Monday, November 7, 2011

Dreaming during harvest


Living in the woods does not negate the necessity to deal responsibly with fallen leaves. Managing our harvest is my favorite fall chore. Weather permitting, some part of every other day I spend with my trusty steed, the iron horse, as we mulch the leaves into powder. It beats hell out of raking.

The trick is not to take the job too seriously. Whenever I get too full of myself and my progress, I look up. There are plenty of leaves still to fall. Most of the oaks don't lose their leaves till spring, and this season has seen a bumper crop of acorns which provide plenty of excitement as I lose traction approaching the lake. I scare a day off my life's allotment each time I climb on the mower.

Since driving a tractor around a yard is fairly mindless I have plenty of time for daydreaming. Reading about Simon Dale's hobbit house, I've been fantasizing about building a cottage near the lake.
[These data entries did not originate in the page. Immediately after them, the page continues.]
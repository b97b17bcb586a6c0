//! Cmap - An interactive concept-map engine.
//!
//! A diagram holds rectangular shapes and curved links between them. Link
//! endpoints anchor onto shape outlines; moving a shape rotates or shifts the
//! attached links, and dragging the connector markers of a link rewires it.
//!
//! Every mutation only records which components changed. A single
//! [`Diagram::settle`] per frame propagates the changes through the relations
//! until the geometry is consistent and hands each changed component to a
//! [`RenderSink`](render::RenderSink) exactly once.
//!
//! # Examples
//!
//! ```
//! use cmap::{Diagram, End, component::{LinkAttrs, ShapeAttrs}, config::StyleConfig};
//! use cmap::export::svg::SvgRenderer;
//!
//! let mut diagram = Diagram::default();
//! let rust = diagram.create_shape(ShapeAttrs::default().with_content("Rust"));
//! let safety = diagram.create_shape(
//!     ShapeAttrs::default().with_content("Safety").with_position(250.0, 0.0),
//! );
//! let link = diagram.create_link(LinkAttrs::default().with_content("gives").with_arrow(true));
//! for id in [rust.into(), safety.into(), link.into()] {
//!     diagram.add(id)?;
//! }
//! diagram.connect(End::Source, rust, link)?;
//! diagram.connect(End::Target, safety, link)?;
//!
//! let mut renderer = SvgRenderer::new(&StyleConfig::default())?;
//! diagram.settle(&mut renderer);
//! assert!(renderer.render_to_string(&diagram).contains("Safety"));
//! # Ok::<(), Box<dyn std::error::Error>>(())
//! ```

pub mod attr;
pub mod cell;
pub mod component;
pub mod config;
pub mod export;
pub mod id;
pub mod relation;
pub mod render;
pub mod scheduler;

mod diagram;
mod error;

pub use cmap_core::{color, geometry};

pub use diagram::{Diagram, DragState};
pub use error::CmapError;
pub use id::{ByEnd, ComponentId, End, LinkId, MarkerId, RelationId, ShapeId};
pub use scheduler::SettleReport;
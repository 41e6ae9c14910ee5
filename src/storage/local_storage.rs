//! localStorage-based storage implementation for WASM targets.

use super::{KeyValueStore, StorageError};
use web_sys::Storage;

/// Key-value store backed by the browser's `window.localStorage`.
///
/// The storage handle is looked up on every call so a browser that blocks
/// storage mid-session (private mode, cleared permissions) surfaces as
/// `StorageError::Unavailable` instead of a stale handle.
#[derive(Clone, Copy, Default)]
pub struct LocalStorageStore;

impl LocalStorageStore {
    pub fn new() -> Self {
        Self
    }

    fn storage(&self) -> Result<Storage, StorageError> {
        let window = web_sys::window()
            .ok_or_else(|| StorageError::Unavailable("No window object".to_string()))?;
        window
            .local_storage()
            .map_err(|e| StorageError::Unavailable(format!("{:?}", e)))?
            .ok_or_else(|| StorageError::Unavailable("localStorage not available".to_string()))
    }
}

impl KeyValueStore for LocalStorageStore {
    fn get_raw(&self, key: &str) -> Result<Option<String>, StorageError> {
        self.storage()?
            .get_item(key)
            .map_err(|e| StorageError::Unavailable(format!("{:?}", e)))
    }

    fn set_raw(&self, key: &str, value: &str) -> Result<(), StorageError> {
        self.storage()?
            .set_item(key, value)
            .map_err(|e| StorageError::WriteFailed(format!("{:?}", e)))
    }

    fn delete(&self, key: &str) -> Result<(), StorageError> {
        self.storage()?
            .remove_item(key)
            .map_err(|e| StorageError::WriteFailed(format!("{:?}", e)))
    }
}
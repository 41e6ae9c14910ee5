//! `log` backend writing to the browser console.

use log::{Level, LevelFilter, Log, Metadata, Record};

struct ConsoleLogger;

static LOGGER: ConsoleLogger = ConsoleLogger;

impl Log for ConsoleLogger {
    fn enabled(&self, metadata: &Metadata<'_>) -> bool {
        metadata.level() <= log::max_level()
    }

    fn log(&self, record: &Record<'_>) {
        if !self.enabled(record.metadata()) {
            return;
        }
        let line = format!("[{}] {}", record.target(), record.args());
        let message = wasm_bindgen::JsValue::from_str(&line);
        match record.level() {
            Level::Error => web_sys::console::error_1(&message),
            Level::Warn => web_sys::console::warn_1(&message),
            Level::Info => web_sys::console::info_1(&message),
            Level::Debug | Level::Trace => web_sys::console::debug_1(&message),
        }
    }

    fn flush(&self) {}
}

/// Redirects `log` messages to the console. Later calls are no-ops.
pub fn init(level: LevelFilter) {
    if log::set_logger(&LOGGER).is_ok() {
        log::set_max_level(level);
    }
}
There is something fundamentally right about cozy spaces, be they homes, offices, cabins, writing nooks.

Simon, without prior experience, built his hobbit house in Wales with scrap lumber and 3 months hard labor for 3000GBP. It looks snug as bug.


Timber and stones, moss we've got. No experience, certainly. Time, plenty. Still somehow, I couldn't envision a harder sell.

Enjoy your day, scheduled afternoon rains are certain to wipe out my weekend efforts.

toad

2 comments:

Shelley said...

That Hobbit house does look amazing, and I'm totally with you about cozy spaces, but having lived here a while, the words 'planning permission' and 'rising damp' come to mind. Not sure how long that place might remain cozy. I hope it works for them.

Old Polo said...

Hey, I say that if you only scare one day off your life expectancy taking the mower to the lake, GO FOR IT! Who knows, maybe the adrenalin rush adds a couple more days to your life expectancy. At least that seems to have worked for me so far. Not so sure about the Hobbit House though, Toad. You make something nice and you might be displaced.